Friday, July 27, 2007

Gonna Blow A Fuse

OK. This is rotten.

My darling chasan had already convinced me that I should stay with the dogs overnight by myself, because he was working, and can't sleep well with the dogs either hogging the bed or whining outside. OK. It's chutzpahdik (he was the one who agreed to take care of the critters). But OK.

So then, he develops some sort of horrible bug last night. And is off work today. But it's probably still just as well, because he apparently sweated and shook all last night, and the dogs would have driven him mad. OK.

Meanwhile, I was peacefully sharing a bed with two whippets, who were doing their level best to take up 95% of said bed. OK. They are warm and friendly, at least, I'm just afraid to shove them out of the way because they're so skinny and fragile-looking. They like to be under the covers, and make skin contact. (No body fat.)

So, this morning I make coffee, find that the additional callback for interview I got yesterday is two hours from my home, call my last outstanding job possibility (who, by the by, wants people to start Wednesday). He tells me to wait until Monday or Tuesday at the latest. We ain't cutting that one fine at all, eh? I can't tell if he's assuming I know I've got the job (and will take it), or iif they're planning to wait to turn me down until they're sure their first choice says yes, or if they're planning to just call people until they find eight of us who haven't found other work or WHAT. OK.
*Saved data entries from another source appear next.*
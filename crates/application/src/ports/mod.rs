//! Port definitions (interfaces)
//!
//! Ports define the boundaries between the client core and the outside
//! world. Each port is a trait implemented by adapters in the
//! infrastructure layer, or by test doubles.

mod http_transport;
mod session;
mod token_storage;

pub use http_transport::{HttpTransport, TransportError, TransportRequest, TransportResponse};
pub use session::{Navigator, SessionHandle, TokenRefresher};
pub use token_storage::{StorageError, TokenStorage};
//! Domain error types

use thiserror::Error;

/// Errors raised while building domain values.
#[derive(Debug, Error, Clone, PartialEq, Eq)]
pub enum DomainError {
    /// The HTTP method is not supported.
    #[error("unsupported HTTP method: {0}")]
    UnsupportedMethod(String),

    /// The request body could not be encoded as JSON.
    #[error("invalid body: {0}")]
    InvalidBody(String),
}

/// Result type alias for domain operations.
pub type DomainResult<T> = Result<T, DomainError>;
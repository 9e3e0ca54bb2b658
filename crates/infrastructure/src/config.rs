//! Environment-driven settings.

use std::path::PathBuf;
use std::str::FromStr;

use lyceum_application::config::{ClientConfig, ConfigError};

use crate::persistence::FileTokenStorage;
use crate::telemetry::DEFAULT_LOG_LEVEL;

/// API base URL.
pub const ENV_BASE_URL: &str = "LYCEUM_API_BASE_URL";
/// Transport attempts per request.
pub const ENV_MAX_ATTEMPTS: &str = "LYCEUM_MAX_ATTEMPTS";
/// Backoff unit in milliseconds.
pub const ENV_RETRY_BASE_DELAY_MS: &str = "LYCEUM_RETRY_BASE_DELAY_MS";
/// Forced-logout destination.
pub const ENV_LOGIN_PATH: &str = "LYCEUM_LOGIN_PATH";
/// Token file location.
pub const ENV_TOKEN_FILE: &str = "LYCEUM_TOKEN_FILE";
/// Default tracing filter.
pub const ENV_LOG_LEVEL: &str = "LYCEUM_LOG_LEVEL";

/// Everything the composition root reads from the environment.
#[derive(Debug, Clone, PartialEq, Eq)]
pub struct Settings {
    /// API client settings.
    pub client: ClientConfig,
    /// Where tokens are persisted; `None` keeps them in memory.
    pub token_file: Option<PathBuf>,
    /// Tracing filter used when `RUST_LOG` is unset.
    pub log_level: String,
}

impl Settings {
    /// Reads settings from the process environment.
    ///
    /// # Errors
    ///
    /// Returns an error if a variable is set to an unparsable value or the
    /// resulting client configuration does not validate.
    pub fn from_env() -> Result<Self, ConfigError> {
        Self::from_lookup(|key| std::env::var(key).ok())
    }

    /// Reads settings through `lookup`; unset or blank variables keep defaults.
    ///
    /// # Errors
    ///
    /// Same as [`Settings::from_env`].
    pub fn from_lookup(lookup: impl Fn(&str) -> Option<String>) -> Result<Self, ConfigError> {
        let get = |key: &str| {
            lookup(key)
                .map(|v| v.trim().to_string())
                .filter(|v| !v.is_empty())
        };

        let mut client = ClientConfig::default();
        if let Some(base_url) = get(ENV_BASE_URL) {
            client.base_url = base_url;
        }
        if let Some(login_path) = get(ENV_LOGIN_PATH) {
            client.login_path = login_path;
        }
        if let Some(raw) = get(ENV_MAX_ATTEMPTS) {
            client.max_attempts = parse(ENV_MAX_ATTEMPTS, &raw)?;
        }
        if let Some(raw) = get(ENV_RETRY_BASE_DELAY_MS) {
            client.retry_base_delay_ms = parse(ENV_RETRY_BASE_DELAY_MS, &raw)?;
        }
        client.validate()?;

        let token_file = get(ENV_TOKEN_FILE)
            .map(PathBuf::from)
            .or_else(FileTokenStorage::default_path);
        let log_level = get(ENV_LOG_LEVEL).unwrap_or_else(|| DEFAULT_LOG_LEVEL.to_string());

        Ok(Self {
            client,
            token_file,
            log_level,
        })
    }
}

fn parse<T: FromStr>(key: &str, raw: &str) -> Result<T, ConfigError> {
    raw.parse().map_err(|_| ConfigError::InvalidValue {
        key: key.to_string(),
        value: raw.to_string(),
    })
}
//! Lyceum API client - Main Entry Point
//!
//! Composition root: builds every component in dependency order, then
//! probes the session. Signs in first when `LYCEUM_EMAIL` and
//! `LYCEUM_PASSWORD` are set; otherwise reuses stored tokens.

use std::process::ExitCode;
use std::sync::Arc;
use std::time::Duration;

use lyceum_application::ports::{SessionHandle, TokenStorage};
use lyceum_application::{
    ApiCall, ApiClient, ApplicationResult, AuthService, PaginatedCall, PaginationOptions,
    SubjectService,
};
use lyceum_domain::LoginRequest;
use lyceum_infrastructure::{
    ChannelNavigator, FileTokenStorage, MemoryTokenStorage, ReqwestTransport, Settings, telemetry,
};

const ENV_EMAIL: &str = "LYCEUM_EMAIL";
const ENV_PASSWORD: &str = "LYCEUM_PASSWORD";

#[tokio::main]
async fn main() -> ExitCode {
    match run().await {
        Ok(()) => ExitCode::SUCCESS,
        Err(error) => {
            tracing::error!(status = ?error.api_status(), error = %error, "lyceum failed");
            eprintln!("lyceum: {error}");
            ExitCode::FAILURE
        }
    }
}

async fn run() -> ApplicationResult<()> {
    let settings = Settings::from_env()?;
    telemetry::init(&settings.log_level);

    tracing::info!(
        base_url = %settings.client.base_url,
        "Starting Lyceum client v{}",
        env!("CARGO_PKG_VERSION")
    );

    // Storage and navigation first; the client depends on both.
    let storage: Arc<dyn TokenStorage> = match &settings.token_file {
        Some(path) => Arc::new(FileTokenStorage::new(path)),
        None => Arc::new(MemoryTokenStorage::new()),
    };
    let (navigator, mut redirects) = ChannelNavigator::new();
    let transport = Arc::new(ReqwestTransport::new()?);
    let client = Arc::new(ApiClient::new(
        transport,
        storage,
        Arc::new(navigator),
        settings.client.clone(),
    )?);

    let auth = Arc::new(AuthService::new(client.clone()));
    let subjects = SubjectService::new(client.clone());

    if let (Ok(email), Ok(password)) = (std::env::var(ENV_EMAIL), std::env::var(ENV_PASSWORD)) {
        let user = auth.login(&LoginRequest::new(email, password)).await?;
        tracing::info!(user_id = user.id, email = %user.email, "signed in");
    } else if !auth.is_authenticated().await? {
        tracing::info!("no stored session, requests are anonymous");
    }

    let session: Arc<dyn SessionHandle> = auth.clone();
    let whoami = ApiCall::new({
        let auth = auth.clone();
        move |()| {
            let auth = auth.clone();
            async move { auth.current_user().await }
        }
    })
    .with_retry(1, Duration::from_millis(500))
    .with_session(session);

    match whoami.execute(()).await {
        Ok(user) => tracing::info!(user_id = user.id, role = ?user.role, "session is valid"),
        Err(error) => {
            tracing::warn!(status = error.status(), error = %error, "session probe failed");
        }
    }

    let listing = PaginatedCall::start(subjects.fetcher(), PaginationOptions::default()).await;
    let page = listing.state();
    match &page.error {
        Some(error) => tracing::warn!(error = %error, "could not list subjects"),
        None => {
            for subject in &page.items {
                tracing::info!(id = subject.id, name = %subject.name, "subject");
            }
            tracing::info!(count = page.items.len(), has_more = page.has_more, "subjects loaded");
        }
    }

    while let Ok(path) = redirects.try_recv() {
        tracing::warn!(path, "session ended, sign in again");
    }

    Ok(())
}
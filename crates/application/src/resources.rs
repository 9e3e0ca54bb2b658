//! Typed CRUD over the backend's resource collections.

use std::marker::PhantomData;
use std::sync::Arc;

use futures::future::BoxFuture;
use lyceum_domain::{
    ApiError, ApiRequest, Course, ExamType, Page, PracticeExam, Resource, Subject, Topic,
};
use serde::{Deserialize, Serialize};

use crate::client::ApiClient;
use crate::ports::HttpTransport;

/// Query parameter carrying the page number.
pub const PAGE_PARAM: &str = "page";
/// Query parameter carrying the page size.
pub const SIZE_PARAM: &str = "size";

/// Shapes a listing endpoint may answer with.
#[derive(Debug, Deserialize)]
#[serde(untagged)]
enum PageEnvelope<R> {
    Page(Page<R>),
    Items {
        items: Vec<R>,
        #[serde(default)]
        total: Option<u64>,
        #[serde(default, alias = "hasMore")]
        has_more: Option<bool>,
    },
    List(Vec<R>),
}

impl<R> PageEnvelope<R> {
    fn into_page(self, page: u32, size: u32) -> Page<R> {
        match self {
            Self::Page(found) => found,
            Self::Items {
                items,
                total,
                has_more,
            } => {
                let has_more = has_more.unwrap_or_else(|| match total {
                    Some(total) => {
                        let seen = u64::from(page.saturating_sub(1)) * u64::from(size);
                        (seen + items.len() as u64) < total
                    }
                    None => items.len() == size as usize,
                });
                Page::new(items, has_more)
            }
            Self::List(items) => {
                let has_more = items.len() == size as usize;
                Page::new(items, has_more)
            }
        }
    }
}

/// CRUD service for one resource collection.
pub struct ResourceService<C: HttpTransport, R: Resource> {
    client: Arc<ApiClient<C>>,
    _resource: PhantomData<fn() -> R>,
}

impl<C: HttpTransport, R: Resource> Clone for ResourceService<C, R> {
    fn clone(&self) -> Self {
        Self {
            client: self.client.clone(),
            _resource: PhantomData,
        }
    }
}

impl<C: HttpTransport, R: Resource> ResourceService<C, R> {
    /// Creates the service on top of a shared client.
    #[must_use]
    pub const fn new(client: Arc<ApiClient<C>>) -> Self {
        Self {
            client,
            _resource: PhantomData,
        }
    }

    /// Collection path.
    #[must_use]
    pub const fn collection(&self) -> &'static str {
        R::COLLECTION
    }

    fn item_path(id: i64) -> String {
        format!("{}/{id}", R::COLLECTION)
    }

    /// Lists the whole collection.
    ///
    /// # Errors
    ///
    /// Returns the normalized error of the call.
    pub async fn list(&self) -> Result<Vec<R>, ApiError> {
        self.client.get(R::COLLECTION).await
    }

    /// Fetches one page of the collection.
    ///
    /// # Errors
    ///
    /// Returns the normalized error of the call.
    pub async fn page(&self, page: u32, size: u32) -> Result<Page<R>, ApiError> {
        let request = ApiRequest::get(R::COLLECTION)
            .with_query(PAGE_PARAM, page)
            .with_query(SIZE_PARAM, size);
        let envelope: PageEnvelope<R> = self.client.request(request).await?;
        Ok(envelope.into_page(page, size))
    }

    /// Fetches one item.
    ///
    /// # Errors
    ///
    /// Returns the normalized error of the call.
    pub async fn get(&self, id: i64) -> Result<R, ApiError> {
        self.client.get(&Self::item_path(id)).await
    }

    /// Creates an item from `body`.
    ///
    /// # Errors
    ///
    /// Returns the normalized error of the call.
    pub async fn create<B: Serialize + ?Sized + Sync>(&self, body: &B) -> Result<R, ApiError> {
        self.client.post(R::COLLECTION, body).await
    }

    /// Replaces an item.
    ///
    /// # Errors
    ///
    /// Returns the normalized error of the call.
    pub async fn update<B: Serialize + ?Sized + Sync>(
        &self,
        id: i64,
        body: &B,
    ) -> Result<R, ApiError> {
        self.client.put(&Self::item_path(id), body).await
    }

    /// Updates some fields of an item.
    ///
    /// # Errors
    ///
    /// Returns the normalized error of the call.
    pub async fn patch<B: Serialize + ?Sized + Sync>(
        &self,
        id: i64,
        body: &B,
    ) -> Result<R, ApiError> {
        self.client.patch(&Self::item_path(id), body).await
    }

    /// Deletes an item. Any response body is ignored.
    ///
    /// # Errors
    ///
    /// Returns the normalized error of the call.
    pub async fn delete(&self, id: i64) -> Result<(), ApiError> {
        let _: serde_json::Value = self.client.delete(&Self::item_path(id)).await?;
        Ok(())
    }
}

/// Future returned by [`ResourceService::fetcher`].
pub type PageFuture<R> = BoxFuture<'static, Result<Page<R>, ApiError>>;

impl<C: HttpTransport + 'static, R: Resource> ResourceService<C, R> {
    /// Page fetcher suitable for [`PaginatedCall`](crate::calls::PaginatedCall).
    #[must_use]
    pub fn fetcher(&self) -> impl Fn(u32, u32) -> PageFuture<R> + Send + Sync + use<C, R> {
        let service = self.clone();
        move |page, size| {
            let service = service.clone();
            Box::pin(async move { service.page(page, size).await })
        }
    }
}

impl<C: HttpTransport> ResourceService<C, Topic> {
    /// Lists the topics of one subject.
    ///
    /// # Errors
    ///
    /// Returns the normalized error of the call.
    pub async fn for_subject(&self, subject_id: i64) -> Result<Vec<Topic>, ApiError> {
        let request = ApiRequest::get(Topic::COLLECTION).with_query("subject_id", subject_id);
        self.client.request(request).await
    }
}

/// Subjects.
pub type SubjectService<C> = ResourceService<C, Subject>;
/// Topics.
pub type TopicService<C> = ResourceService<C, Topic>;
/// Courses.
pub type CourseService<C> = ResourceService<C, Course>;
/// Exam types.
pub type ExamTypeService<C> = ResourceService<C, ExamType>;
/// Practice exams.
pub type PracticeExamService<C> = ResourceService<C, PracticeExam>;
Now, I just have to make my way into San Francisco, by public transit, through an area I do not know, that has lousy bus service, go into the city, order a wedding cake, eat Shabbos dinner, and then coerce the fella into driving me to let the whippets out to pee.

EXPLETIVES DELETED!

On the other hand, the whippets are awfully sweet. This morning I sat up in bed with them, put a hand on each one and wished them 'a broche on their furry little heads'. They are nice little guys. The female is in heat, again, so they're sort of agitated about that. I realize she's not actually PMSing, but I can't help saying things like "Honey, should I get you some ice cream? Hot bath? Heating pad?"

I should let them run around the yard one more time before I lock up and hit the road. This really, really, sucks.